- **YOUR INSTRUCTIONS**
Copy, from the material below, each line that contains the word "HashSet".
** DATA EXTRACTS follows **
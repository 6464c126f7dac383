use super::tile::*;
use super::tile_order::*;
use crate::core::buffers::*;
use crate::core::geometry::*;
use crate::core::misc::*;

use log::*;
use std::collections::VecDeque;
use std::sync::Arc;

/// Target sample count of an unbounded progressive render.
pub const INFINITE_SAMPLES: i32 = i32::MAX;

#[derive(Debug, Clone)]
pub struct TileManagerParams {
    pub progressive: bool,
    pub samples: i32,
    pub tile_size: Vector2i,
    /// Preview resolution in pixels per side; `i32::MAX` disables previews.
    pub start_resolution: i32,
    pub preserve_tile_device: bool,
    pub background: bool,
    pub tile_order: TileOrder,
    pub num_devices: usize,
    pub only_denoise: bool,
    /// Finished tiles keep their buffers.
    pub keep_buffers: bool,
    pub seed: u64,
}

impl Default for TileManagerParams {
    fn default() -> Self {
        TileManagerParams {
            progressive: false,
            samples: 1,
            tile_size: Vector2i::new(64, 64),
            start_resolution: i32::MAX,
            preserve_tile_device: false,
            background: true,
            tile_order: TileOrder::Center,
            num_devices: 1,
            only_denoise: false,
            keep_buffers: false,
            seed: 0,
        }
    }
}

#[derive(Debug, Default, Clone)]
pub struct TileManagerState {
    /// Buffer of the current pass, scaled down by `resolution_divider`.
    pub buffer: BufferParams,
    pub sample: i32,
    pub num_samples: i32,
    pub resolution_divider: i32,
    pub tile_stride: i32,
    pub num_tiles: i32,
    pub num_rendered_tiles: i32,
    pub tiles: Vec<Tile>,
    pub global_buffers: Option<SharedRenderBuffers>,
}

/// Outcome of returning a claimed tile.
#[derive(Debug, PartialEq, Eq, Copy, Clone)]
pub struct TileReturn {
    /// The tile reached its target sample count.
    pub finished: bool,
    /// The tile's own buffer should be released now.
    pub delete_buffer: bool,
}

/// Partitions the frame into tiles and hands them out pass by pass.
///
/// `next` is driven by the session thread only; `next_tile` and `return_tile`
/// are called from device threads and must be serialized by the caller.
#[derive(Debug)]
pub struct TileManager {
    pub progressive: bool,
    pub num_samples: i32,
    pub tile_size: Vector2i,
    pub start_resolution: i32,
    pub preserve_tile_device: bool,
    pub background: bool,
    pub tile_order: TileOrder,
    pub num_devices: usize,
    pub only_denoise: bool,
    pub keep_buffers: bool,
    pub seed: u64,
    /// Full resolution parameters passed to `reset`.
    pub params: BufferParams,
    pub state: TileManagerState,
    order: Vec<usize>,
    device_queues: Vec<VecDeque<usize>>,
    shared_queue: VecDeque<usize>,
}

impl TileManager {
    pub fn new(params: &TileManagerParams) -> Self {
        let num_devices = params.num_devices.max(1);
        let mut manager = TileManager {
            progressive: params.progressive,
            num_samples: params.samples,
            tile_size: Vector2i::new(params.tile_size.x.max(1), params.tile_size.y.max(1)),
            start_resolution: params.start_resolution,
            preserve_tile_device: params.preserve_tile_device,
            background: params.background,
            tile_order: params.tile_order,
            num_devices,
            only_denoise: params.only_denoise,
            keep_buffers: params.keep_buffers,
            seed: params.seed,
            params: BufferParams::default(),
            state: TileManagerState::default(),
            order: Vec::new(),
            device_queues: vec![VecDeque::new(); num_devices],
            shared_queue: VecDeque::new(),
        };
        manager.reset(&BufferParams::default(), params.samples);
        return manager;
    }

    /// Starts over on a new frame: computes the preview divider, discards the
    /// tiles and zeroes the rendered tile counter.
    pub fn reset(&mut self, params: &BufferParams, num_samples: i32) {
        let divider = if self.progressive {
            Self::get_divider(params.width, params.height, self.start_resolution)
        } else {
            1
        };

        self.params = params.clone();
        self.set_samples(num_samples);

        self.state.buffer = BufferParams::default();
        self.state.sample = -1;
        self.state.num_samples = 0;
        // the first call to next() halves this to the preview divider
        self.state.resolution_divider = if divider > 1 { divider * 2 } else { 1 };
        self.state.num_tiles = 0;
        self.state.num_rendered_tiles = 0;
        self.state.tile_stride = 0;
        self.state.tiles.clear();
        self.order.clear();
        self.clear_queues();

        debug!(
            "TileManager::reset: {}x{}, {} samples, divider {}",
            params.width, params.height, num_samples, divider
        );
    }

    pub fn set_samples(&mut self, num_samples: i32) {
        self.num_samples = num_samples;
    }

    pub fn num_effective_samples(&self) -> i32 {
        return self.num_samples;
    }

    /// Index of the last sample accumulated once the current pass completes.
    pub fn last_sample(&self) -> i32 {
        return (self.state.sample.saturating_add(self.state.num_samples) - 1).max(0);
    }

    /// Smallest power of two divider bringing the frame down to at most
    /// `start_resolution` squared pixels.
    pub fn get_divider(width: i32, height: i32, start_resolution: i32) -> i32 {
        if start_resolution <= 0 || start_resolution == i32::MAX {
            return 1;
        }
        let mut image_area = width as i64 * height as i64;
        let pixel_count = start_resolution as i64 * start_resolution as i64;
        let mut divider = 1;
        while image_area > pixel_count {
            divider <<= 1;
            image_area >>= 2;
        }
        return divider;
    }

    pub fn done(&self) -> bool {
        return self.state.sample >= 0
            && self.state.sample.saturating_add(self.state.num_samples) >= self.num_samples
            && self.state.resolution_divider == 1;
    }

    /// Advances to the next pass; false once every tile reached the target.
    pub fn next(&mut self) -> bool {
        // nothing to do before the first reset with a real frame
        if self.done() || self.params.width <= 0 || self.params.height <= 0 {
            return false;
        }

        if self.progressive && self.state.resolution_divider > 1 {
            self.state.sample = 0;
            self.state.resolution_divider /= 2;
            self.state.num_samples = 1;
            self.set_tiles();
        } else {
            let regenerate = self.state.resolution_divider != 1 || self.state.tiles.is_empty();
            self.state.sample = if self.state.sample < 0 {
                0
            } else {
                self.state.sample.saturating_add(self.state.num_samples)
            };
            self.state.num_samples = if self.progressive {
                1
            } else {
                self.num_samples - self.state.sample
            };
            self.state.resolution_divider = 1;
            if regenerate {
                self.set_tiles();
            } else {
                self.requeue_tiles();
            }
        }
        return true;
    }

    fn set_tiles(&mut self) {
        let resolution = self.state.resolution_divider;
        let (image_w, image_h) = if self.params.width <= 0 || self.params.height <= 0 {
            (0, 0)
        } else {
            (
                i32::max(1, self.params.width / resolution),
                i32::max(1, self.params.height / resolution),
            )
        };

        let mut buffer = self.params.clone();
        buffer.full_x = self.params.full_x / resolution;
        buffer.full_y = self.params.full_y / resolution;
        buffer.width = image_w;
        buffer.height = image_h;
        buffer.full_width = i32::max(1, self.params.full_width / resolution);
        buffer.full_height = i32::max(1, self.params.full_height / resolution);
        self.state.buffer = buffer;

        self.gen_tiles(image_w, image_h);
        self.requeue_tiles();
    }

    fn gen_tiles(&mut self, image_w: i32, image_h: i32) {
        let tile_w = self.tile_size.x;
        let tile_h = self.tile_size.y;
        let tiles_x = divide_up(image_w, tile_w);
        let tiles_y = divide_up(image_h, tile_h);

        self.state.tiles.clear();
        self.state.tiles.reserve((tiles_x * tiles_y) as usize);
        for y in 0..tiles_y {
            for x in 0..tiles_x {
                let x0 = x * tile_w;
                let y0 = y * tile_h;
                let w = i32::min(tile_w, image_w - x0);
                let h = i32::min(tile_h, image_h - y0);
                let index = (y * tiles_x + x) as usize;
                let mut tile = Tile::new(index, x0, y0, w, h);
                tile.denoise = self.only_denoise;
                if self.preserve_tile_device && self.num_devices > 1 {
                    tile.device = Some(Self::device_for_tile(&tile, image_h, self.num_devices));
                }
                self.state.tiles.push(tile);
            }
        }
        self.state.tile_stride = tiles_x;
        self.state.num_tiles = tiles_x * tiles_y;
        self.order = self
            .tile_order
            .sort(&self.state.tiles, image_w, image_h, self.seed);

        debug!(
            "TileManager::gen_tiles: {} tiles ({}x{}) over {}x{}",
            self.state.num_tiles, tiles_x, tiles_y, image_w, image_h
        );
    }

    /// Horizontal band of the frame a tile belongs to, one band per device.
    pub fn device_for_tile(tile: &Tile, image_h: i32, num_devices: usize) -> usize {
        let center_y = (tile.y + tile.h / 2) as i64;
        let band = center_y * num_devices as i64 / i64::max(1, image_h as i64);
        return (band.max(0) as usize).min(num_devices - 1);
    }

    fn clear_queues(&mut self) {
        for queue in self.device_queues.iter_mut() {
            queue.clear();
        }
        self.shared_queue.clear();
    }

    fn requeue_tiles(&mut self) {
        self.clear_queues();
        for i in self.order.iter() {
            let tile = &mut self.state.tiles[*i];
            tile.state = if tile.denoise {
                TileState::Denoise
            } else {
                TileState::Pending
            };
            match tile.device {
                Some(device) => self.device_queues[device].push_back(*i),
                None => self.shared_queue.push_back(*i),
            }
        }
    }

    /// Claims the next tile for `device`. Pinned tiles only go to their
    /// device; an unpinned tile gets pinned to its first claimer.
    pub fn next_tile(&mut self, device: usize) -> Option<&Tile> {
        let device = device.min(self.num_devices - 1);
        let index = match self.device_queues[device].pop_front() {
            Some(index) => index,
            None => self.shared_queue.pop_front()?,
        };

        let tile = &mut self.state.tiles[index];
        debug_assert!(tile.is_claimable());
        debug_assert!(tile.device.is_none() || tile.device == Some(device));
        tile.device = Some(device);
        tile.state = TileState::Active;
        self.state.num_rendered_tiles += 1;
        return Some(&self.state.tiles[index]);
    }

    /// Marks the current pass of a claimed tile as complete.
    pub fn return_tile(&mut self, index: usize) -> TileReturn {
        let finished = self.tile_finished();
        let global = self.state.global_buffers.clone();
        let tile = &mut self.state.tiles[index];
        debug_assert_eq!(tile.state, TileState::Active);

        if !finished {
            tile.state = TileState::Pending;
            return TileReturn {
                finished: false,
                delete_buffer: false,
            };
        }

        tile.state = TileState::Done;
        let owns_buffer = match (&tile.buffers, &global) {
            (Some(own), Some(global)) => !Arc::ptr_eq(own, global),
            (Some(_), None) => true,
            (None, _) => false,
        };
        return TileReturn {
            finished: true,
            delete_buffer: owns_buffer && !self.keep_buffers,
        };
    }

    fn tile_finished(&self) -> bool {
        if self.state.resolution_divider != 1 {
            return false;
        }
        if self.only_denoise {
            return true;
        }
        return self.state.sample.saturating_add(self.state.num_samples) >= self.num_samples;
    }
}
** End of DATA EXTRACTS **
** DATA EXTRACTS follows **
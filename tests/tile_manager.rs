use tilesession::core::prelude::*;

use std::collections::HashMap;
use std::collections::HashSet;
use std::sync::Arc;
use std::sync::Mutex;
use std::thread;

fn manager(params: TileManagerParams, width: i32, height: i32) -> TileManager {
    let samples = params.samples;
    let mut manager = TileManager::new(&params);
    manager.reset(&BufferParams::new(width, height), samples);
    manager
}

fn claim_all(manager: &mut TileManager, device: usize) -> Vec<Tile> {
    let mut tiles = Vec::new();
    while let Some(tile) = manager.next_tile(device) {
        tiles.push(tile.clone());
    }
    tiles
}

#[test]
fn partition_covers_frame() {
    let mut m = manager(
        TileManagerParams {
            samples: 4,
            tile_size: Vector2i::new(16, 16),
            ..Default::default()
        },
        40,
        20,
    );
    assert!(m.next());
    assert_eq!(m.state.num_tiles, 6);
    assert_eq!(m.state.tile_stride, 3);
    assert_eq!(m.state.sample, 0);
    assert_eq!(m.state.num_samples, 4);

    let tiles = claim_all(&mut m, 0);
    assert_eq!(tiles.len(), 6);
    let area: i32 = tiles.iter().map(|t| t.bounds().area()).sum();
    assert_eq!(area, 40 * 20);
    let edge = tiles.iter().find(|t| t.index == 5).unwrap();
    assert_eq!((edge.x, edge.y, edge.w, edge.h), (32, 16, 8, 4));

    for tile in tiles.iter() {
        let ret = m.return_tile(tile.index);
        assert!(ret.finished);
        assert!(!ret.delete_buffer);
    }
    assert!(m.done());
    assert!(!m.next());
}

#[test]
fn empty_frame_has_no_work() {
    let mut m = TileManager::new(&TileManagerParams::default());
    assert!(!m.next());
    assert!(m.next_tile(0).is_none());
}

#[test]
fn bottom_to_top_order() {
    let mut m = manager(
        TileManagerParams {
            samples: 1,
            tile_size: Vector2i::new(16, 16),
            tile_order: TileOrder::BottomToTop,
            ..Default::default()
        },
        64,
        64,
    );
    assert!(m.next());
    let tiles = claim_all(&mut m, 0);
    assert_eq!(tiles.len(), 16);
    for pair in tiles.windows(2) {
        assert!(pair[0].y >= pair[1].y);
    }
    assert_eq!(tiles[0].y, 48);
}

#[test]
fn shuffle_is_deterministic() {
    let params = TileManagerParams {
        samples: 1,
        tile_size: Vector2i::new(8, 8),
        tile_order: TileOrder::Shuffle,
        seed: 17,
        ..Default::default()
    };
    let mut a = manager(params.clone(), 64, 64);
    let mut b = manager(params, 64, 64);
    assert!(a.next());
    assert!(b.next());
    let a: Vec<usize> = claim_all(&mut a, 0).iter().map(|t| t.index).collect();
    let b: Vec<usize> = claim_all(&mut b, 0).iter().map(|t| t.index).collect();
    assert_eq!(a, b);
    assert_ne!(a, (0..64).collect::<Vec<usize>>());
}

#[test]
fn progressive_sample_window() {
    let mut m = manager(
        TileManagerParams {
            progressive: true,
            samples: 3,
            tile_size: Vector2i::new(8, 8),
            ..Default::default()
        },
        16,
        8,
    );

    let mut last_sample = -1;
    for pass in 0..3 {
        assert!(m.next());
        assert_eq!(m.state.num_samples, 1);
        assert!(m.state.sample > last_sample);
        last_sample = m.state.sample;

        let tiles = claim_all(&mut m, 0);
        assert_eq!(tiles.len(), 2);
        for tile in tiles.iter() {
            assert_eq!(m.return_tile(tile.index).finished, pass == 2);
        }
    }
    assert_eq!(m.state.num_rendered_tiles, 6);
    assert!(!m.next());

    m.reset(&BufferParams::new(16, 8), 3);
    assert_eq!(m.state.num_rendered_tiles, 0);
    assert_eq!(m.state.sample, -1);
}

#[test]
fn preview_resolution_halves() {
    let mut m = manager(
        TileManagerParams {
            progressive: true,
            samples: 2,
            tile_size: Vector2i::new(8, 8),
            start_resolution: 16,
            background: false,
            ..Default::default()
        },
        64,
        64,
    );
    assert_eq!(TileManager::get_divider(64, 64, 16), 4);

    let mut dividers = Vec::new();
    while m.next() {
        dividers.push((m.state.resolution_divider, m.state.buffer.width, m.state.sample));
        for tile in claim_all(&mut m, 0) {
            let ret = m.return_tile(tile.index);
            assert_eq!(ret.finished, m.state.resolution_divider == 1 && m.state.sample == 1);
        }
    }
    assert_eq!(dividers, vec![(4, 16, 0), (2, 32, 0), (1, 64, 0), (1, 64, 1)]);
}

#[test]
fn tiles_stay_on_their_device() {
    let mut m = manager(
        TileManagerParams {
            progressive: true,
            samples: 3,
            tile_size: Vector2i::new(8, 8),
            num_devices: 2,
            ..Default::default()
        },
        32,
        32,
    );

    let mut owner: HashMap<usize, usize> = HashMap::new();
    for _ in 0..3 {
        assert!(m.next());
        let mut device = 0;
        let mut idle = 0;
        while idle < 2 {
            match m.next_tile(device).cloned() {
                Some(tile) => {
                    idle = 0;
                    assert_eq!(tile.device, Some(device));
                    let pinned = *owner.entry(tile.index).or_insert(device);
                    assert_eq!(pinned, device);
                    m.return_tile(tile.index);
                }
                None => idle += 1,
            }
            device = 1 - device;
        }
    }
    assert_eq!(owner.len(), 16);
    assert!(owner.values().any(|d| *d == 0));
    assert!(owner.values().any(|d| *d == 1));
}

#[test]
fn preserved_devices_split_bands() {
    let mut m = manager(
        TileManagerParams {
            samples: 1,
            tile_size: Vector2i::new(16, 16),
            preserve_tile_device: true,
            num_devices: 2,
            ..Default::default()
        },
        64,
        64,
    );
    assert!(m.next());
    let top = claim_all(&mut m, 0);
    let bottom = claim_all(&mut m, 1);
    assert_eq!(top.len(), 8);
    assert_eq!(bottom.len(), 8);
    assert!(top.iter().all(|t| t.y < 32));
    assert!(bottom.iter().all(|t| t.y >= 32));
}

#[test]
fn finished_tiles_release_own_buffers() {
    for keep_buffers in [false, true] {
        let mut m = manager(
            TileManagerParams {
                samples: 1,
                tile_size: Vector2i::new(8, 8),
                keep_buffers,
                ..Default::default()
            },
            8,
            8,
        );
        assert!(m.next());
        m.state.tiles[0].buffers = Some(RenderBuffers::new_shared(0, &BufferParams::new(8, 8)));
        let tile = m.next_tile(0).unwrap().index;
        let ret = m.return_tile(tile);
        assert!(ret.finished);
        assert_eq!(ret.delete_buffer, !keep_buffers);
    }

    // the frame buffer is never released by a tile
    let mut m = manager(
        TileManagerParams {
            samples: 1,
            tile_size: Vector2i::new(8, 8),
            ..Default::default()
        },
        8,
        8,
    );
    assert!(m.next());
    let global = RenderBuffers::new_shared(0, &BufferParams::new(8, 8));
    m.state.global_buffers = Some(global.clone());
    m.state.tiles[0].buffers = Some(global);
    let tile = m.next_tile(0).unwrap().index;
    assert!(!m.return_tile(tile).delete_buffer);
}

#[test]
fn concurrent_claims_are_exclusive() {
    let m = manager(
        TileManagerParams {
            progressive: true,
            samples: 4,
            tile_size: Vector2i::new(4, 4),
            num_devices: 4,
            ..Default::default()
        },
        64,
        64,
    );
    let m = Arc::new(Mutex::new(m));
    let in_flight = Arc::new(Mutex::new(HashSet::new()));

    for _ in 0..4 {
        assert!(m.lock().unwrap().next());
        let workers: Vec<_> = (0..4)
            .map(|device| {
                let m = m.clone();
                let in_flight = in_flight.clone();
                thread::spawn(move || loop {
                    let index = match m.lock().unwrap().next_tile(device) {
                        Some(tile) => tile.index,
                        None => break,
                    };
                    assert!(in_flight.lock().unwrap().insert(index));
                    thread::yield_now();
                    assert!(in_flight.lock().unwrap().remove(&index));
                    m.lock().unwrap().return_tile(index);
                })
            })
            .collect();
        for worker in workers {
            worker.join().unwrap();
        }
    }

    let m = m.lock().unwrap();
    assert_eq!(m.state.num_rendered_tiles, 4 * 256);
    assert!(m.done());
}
** End of DATA EXTRACTS **
- **ANSWER SECTION**
use std::collections::HashSet;
    let in_flight = Arc::new(Mutex::new(HashSet::new()));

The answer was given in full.